IntStream.range(0, M*N)
    .forEach(no -> { // no = 0, 1, 2, ... , M*N-1
        int i = no / N; // Row.
        int j = no % N; // Increasing column (for even row).
        if (i % 2 == 1) { // Odd row.
           j = N - 1 - j; // Decreasing column.
        }
        matrix[i][j] = no + 1;
    });

i % 2 is the modulo 2, rest by division of 2, hence 0 for even, 1 for odd.

Or use a bit more language features:

IntStream.range(0, N)
    .forEach(i -> {
        int no = N * i;
        IntUnaryOperator jToValue = i % 2 == 0
            ? j -> no + 1 + j
            : j -> no + N - 1 -j;
        Arrays.setAll(matrix[i], jToValue);
    });

Here Arrays.setAll(int[], (int index) -> int) fills the array based on the index.

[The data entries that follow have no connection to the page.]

//! mflags CLI — build-configuration gating and toolchain-flag derivation
//! for bare-metal ARM Cortex-M builds.

mod commands;

use std::path::PathBuf;
use std::process;

use clap::{Parser, Subcommand};

use mflags_toolchain::PackageLayout;

#[derive(Parser)]
#[command(
    name = "mflags",
    version,
    about = "Validate build configurations and derive ARM Cortex-M toolchain flags"
)]
struct Cli {
    #[command(subcommand)]
    command: Commands,
}

#[derive(Subcommand)]
enum Commands {
    /// Run the validation gates over a settings file
    Check {
        /// Settings TOML file
        settings: PathBuf,
        /// Compatibility policy (strict, thumb-family, cortex-prefix)
        #[arg(long)]
        policy: Option<String>,
    },
    /// Validate and print the derived toolchain flags
    Derive {
        /// Settings TOML file
        settings: PathBuf,
        /// Compatibility policy (strict, thumb-family, cortex-prefix)
        #[arg(long)]
        policy: Option<String>,
        /// Installed package root (linker scripts live under it)
        #[arg(long, default_value = ".")]
        package_root: PathBuf,
        /// Published artifact name
        #[arg(long, default_value = "armcortex")]
        package_name: String,
        /// Emit --specs=nano.specs/--specs=nosys.specs link flags
        #[arg(long)]
        runtime_specs: bool,
        /// Fail when the target declares no float ABI instead of assuming soft
        #[arg(long)]
        require_float_abi: bool,
        /// Output format (human, json)
        #[arg(long)]
        format: Option<String>,
    },
    /// Validate and print the full build plan
    Plan {
        /// Settings TOML file
        settings: PathBuf,
        /// Compatibility policy (strict, thumb-family, cortex-prefix)
        #[arg(long)]
        policy: Option<String>,
        /// Installed package root (linker scripts live under it)
        #[arg(long, default_value = ".")]
        package_root: PathBuf,
        /// Published artifact name
        #[arg(long, default_value = "armcortex")]
        package_name: String,
        /// Emit --specs=nano.specs/--specs=nosys.specs link flags
        #[arg(long)]
        runtime_specs: bool,
        /// Fail when the target declares no float ABI instead of assuming soft
        #[arg(long)]
        require_float_abi: bool,
        /// Output format (human, json)
        #[arg(long)]
        format: Option<String>,
    },
    /// Inspect compatibility policies
    Policy {
        #[command(subcommand)]
        action: PolicyAction,
    },
    /// Emit a starter settings file
    Template {
        /// Seed a bare-metal record instead of a hosted one
        #[arg(long)]
        bare_metal: bool,
        /// Write to a file instead of stdout
        #[arg(short, long)]
        output: Option<PathBuf>,
    },
}

#[derive(Subcommand)]
enum PolicyAction {
    /// List available policies
    List,
    /// Show a policy's full allow-lists
    Describe {
        /// Policy name
        name: String,
    },
}

fn main() {
    let cli = Cli::parse();

    let result = run(cli);
    if let Err(e) = result {
        eprintln!("error: {e:#}");
        process::exit(1);
    }
}

fn run(cli: Cli) -> anyhow::Result<()> {
    match cli.command {
        Commands::Check { settings, policy } => {
            let policy = commands::resolve_policy(policy.as_deref())?;
            commands::check::run(&settings, policy)
        }

        Commands::Derive {
            settings,
            policy,
            package_root,
            package_name,
            runtime_specs,
            require_float_abi,
            format,
        } => {
            let policy = commands::resolve_policy(policy.as_deref())?;
            let config = commands::derive_config(runtime_specs, require_float_abi);
            let layout = PackageLayout::new(package_name, package_root);
            commands::derive::run(&settings, policy, &config, &layout, format.as_deref())
        }

        Commands::Plan {
            settings,
            policy,
            package_root,
            package_name,
            runtime_specs,
            require_float_abi,
            format,
        } => {
            let policy = commands::resolve_policy(policy.as_deref())?;
            let config = commands::derive_config(runtime_specs, require_float_abi);
            let layout = PackageLayout::new(package_name, package_root);
            commands::plan::run(&settings, policy, &config, &layout, format.as_deref())
        }

        Commands::Policy { action } => match action {
            PolicyAction::List => commands::policy::list(),
            PolicyAction::Describe { name } => commands::policy::describe(&name),
        },

        Commands::Template { bare_metal, output } => {
            commands::template::run(bare_metal, output.as_deref())
        }
    }
}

About the question of there being some nice function:

You probably saw List.reverse; there does not exist an Arrays.reverse, hence Arrays.setAll seems to be best. In this case where the values are increasing one theoretically could also sort all odd rows reversed. But only with a trick, and sorting costs.

It is interesting that there are so many solutions. Instead of waggling the dog's tail one can take the tail and waggle the dog.